The United States has long stood tall in the world in its commitment to the protection of refugees. In the Refugee Act of 1980, Congress and the administration reaffirmed our nation’s commitment to refugees by striking the former discriminatory system that favored refugees from certain countries and discouraged others from seeking safe haven in the United States because of geographical or ideological considerations. The Refugee Act also established for the first time a uniform asylum program enabling refugees who are physically present in the United States to receive needed protection. Through these programs, millions of the world’s persecuted have been given the opportunity to begin their lives anew in safety and dignity.

By protecting refugees from persecution, we honor our nation’s finest traditions. But, as the information in this remarkable book makes clear, all is not well in the current asylum system. In a thoroughly researched study, the authors lay bare in painstaking detail the fact that many refugees are being turned away from protection in this country for reasons unrelated to the merits of their individual claims.

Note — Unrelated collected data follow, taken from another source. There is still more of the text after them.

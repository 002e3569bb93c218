//! Shell command handlers.
//! Each handler drives one filesystem operation and renders the result on
//! `out`; failures keep their `FsError` so the binary can pick an exit code.

use std::{path::Path, sync::Arc};

use anyhow::Result;
use chrono::SecondsFormat;
use serde::Serialize;
use tokio::io::{AsyncWrite, AsyncWriteExt};
use tracing::debug;

use crate::{
    errors::FsError,
    fs::ProgressCallback,
    models::{FileStatus, LocatedStatus},
    services::filesystem::{DEFAULT_REPLICATION, MantaFileSystem},
};

const COPY_BUFFER_SIZE: usize = 64 * 1024;

/// `ls [PATH] [--json]`
pub async fn list<W: AsyncWrite + Unpin>(
    fs: &MantaFileSystem,
    path: &str,
    json: bool,
    out: &mut W,
) -> Result<()> {
    let mut lister = fs.list_located_status(path, None).await?;
    let mut entries: Vec<LocatedStatus> = Vec::new();
    while lister.has_next() {
        let located = lister.next().await?;
        if !json {
            write_line(out, &status_line(&located.status)).await?;
        }
        entries.push(located);
    }

    if json {
        write_json(out, &entries).await?;
    }
    Ok(())
}

/// `stat PATH [--json]`
pub async fn stat<W: AsyncWrite + Unpin>(
    fs: &MantaFileSystem,
    path: &str,
    json: bool,
    out: &mut W,
) -> Result<()> {
    let status = fs.get_file_status(path).await?;
    if json {
        return write_json(out, &status).await;
    }

    let kind = if status.is_directory { "directory" } else { "file" };
    let text = format!(
        "path: {}\ntype: {}\nlength: {}\nreplication: {}\nmodified: {}\n",
        status.path,
        kind,
        status.length,
        status.replication,
        status
            .modification_time
            .to_rfc3339_opts(SecondsFormat::Millis, true)
    );
    out.write_all(text.as_bytes()).await?;
    Ok(())
}

/// `cat PATH`
pub async fn cat<W: AsyncWrite + Unpin>(
    fs: &MantaFileSystem,
    path: &str,
    out: &mut W,
) -> Result<()> {
    let reader = fs.open(path).await?;
    let mut buf = vec![0u8; COPY_BUFFER_SIZE];
    loop {
        let n = reader.read(&mut buf).await?;
        if n == 0 {
            break;
        }
        out.write_all(&buf[..n]).await?;
    }
    reader.close().await?;
    Ok(())
}

/// `put LOCAL REMOTE [--overwrite] [--replication N]`
///
/// Directories are copied recursively; single files stream through
/// [`MantaFileSystem::create`] with progress logging.
pub async fn put<W: AsyncWrite + Unpin>(
    fs: &MantaFileSystem,
    local: &Path,
    remote: &str,
    overwrite: bool,
    replication: Option<u16>,
    out: &mut W,
) -> Result<()> {
    let metadata = tokio::fs::metadata(local).await.map_err(FsError::from)?;
    if metadata.is_dir() {
        fs.copy_from_local_file(false, overwrite, local, remote).await?;
        write_line(out, &format!("copied {} to {}", local.display(), remote)).await?;
        return Ok(());
    }

    let mut target = remote.to_string();
    if fs.is_directory(remote).await?
        && let Some(name) = local.file_name()
    {
        target = format!("{}/{}", remote.trim_end_matches('/'), name.to_string_lossy());
    }

    let key = fs.resolve(&target)?;
    let progress_key = key.clone();
    let progress: ProgressCallback = Arc::new(move || -> anyhow::Result<()> {
        debug!("upload to {} still in progress", progress_key);
        Ok(())
    });

    let replication = replication.unwrap_or(DEFAULT_REPLICATION);
    let mut source = tokio::fs::File::open(local).await.map_err(FsError::from)?;
    let mut sink = fs.create(&target, overwrite, replication, Some(progress)).await?;
    let copied = tokio::io::copy(&mut source, &mut sink).await?;
    sink.shutdown().await?;

    write_line(out, &format!("uploaded {} bytes to {}", copied, key)).await?;
    Ok(())
}

/// `get REMOTE LOCAL`
pub async fn get<W: AsyncWrite + Unpin>(
    fs: &MantaFileSystem,
    remote: &str,
    local: &Path,
    out: &mut W,
) -> Result<()> {
    fs.copy_to_local_file(false, remote, local).await?;
    write_line(out, &format!("copied {} to {}", remote, local.display())).await?;
    Ok(())
}

/// `mkdir PATH`
pub async fn mkdir(fs: &MantaFileSystem, path: &str) -> Result<()> {
    if !fs.mkdirs(path).await? {
        anyhow::bail!("directory {} was not created", path);
    }
    Ok(())
}

/// `rm PATH [-r]`
pub async fn remove(fs: &MantaFileSystem, path: &str, recursive: bool) -> Result<()> {
    if !fs.delete(path, recursive).await? {
        return Err(FsError::not_found(fs.resolve(path)?).into());
    }
    Ok(())
}

/// `mv FROM TO`
pub async fn rename(fs: &MantaFileSystem, from: &str, to: &str) -> Result<()> {
    if !fs.rename(from, to).await? {
        anyhow::bail!("{} is not visible at {} after the move", from, to);
    }
    Ok(())
}

/// `truncate PATH [LENGTH]`
pub async fn truncate(fs: &MantaFileSystem, path: &str, length: u64) -> Result<()> {
    fs.truncate(path, length).await?;
    Ok(())
}

/// `checksum PATH [--length N]`, printed the way `md5sum` does.
pub async fn checksum<W: AsyncWrite + Unpin>(
    fs: &MantaFileSystem,
    path: &str,
    length: Option<u64>,
    out: &mut W,
) -> Result<()> {
    let digest = match length {
        Some(length) => fs.get_file_checksum_range(path, length).await?,
        None => fs.get_file_checksum(path).await?,
    };
    write_line(out, &format!("{}  {}", digest, fs.resolve(path)?)).await?;
    Ok(())
}

/// `du`
pub async fn usage<W: AsyncWrite + Unpin>(fs: &MantaFileSystem, out: &mut W) -> Result<()> {
    let used = fs.get_used().await?;
    write_line(out, &used.to_string()).await?;
    Ok(())
}

fn status_line(status: &FileStatus) -> String {
    let kind = if status.is_directory { 'd' } else { '-' };
    format!(
        "{} {:>2} {:>12} {} {}",
        kind,
        status.replication,
        status.length,
        status
            .modification_time
            .to_rfc3339_opts(SecondsFormat::Secs, true),
        status.path
    )
}

async fn write_line<W: AsyncWrite + Unpin>(out: &mut W, line: &str) -> Result<()> {
    out.write_all(line.as_bytes()).await?;
    out.write_all(b"\n").await?;
    Ok(())
}

async fn write_json<W: AsyncWrite + Unpin, T: Serialize + ?Sized>(
    out: &mut W,
    value: &T,
) -> Result<()> {
    let rendered = serde_json::to_string_pretty(value)?;
    write_line(out, &rendered).await
}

This important study demonstrates that in the current system, the decision whether to permit a refugee to remain in the United States to avoid persecution in his native land is strongly affected by the immigration judge’s work experience, personal bias, gender, and lack of training; by the court to which the case is assigned; and by whether the refugee is fortunate enough to have effective legal representation. The authors describe, for example, how a woman fleeing persecution in Colombia would have an 88 percent chance of prevailing before one of the judges in the Department of Justice’s Miami Immigration Court, but only a 5 percent chance before another judge in the same court. Similarly, one immigration judge in a New York Immigration Court was found to be nineteen times more likely to grant asylum to an Albanian applicant than another judge on the same court. Such “refugee roulette” is unacceptable in a system thatmakes life-or-death decisions for some for the world’s most vulnerable persons.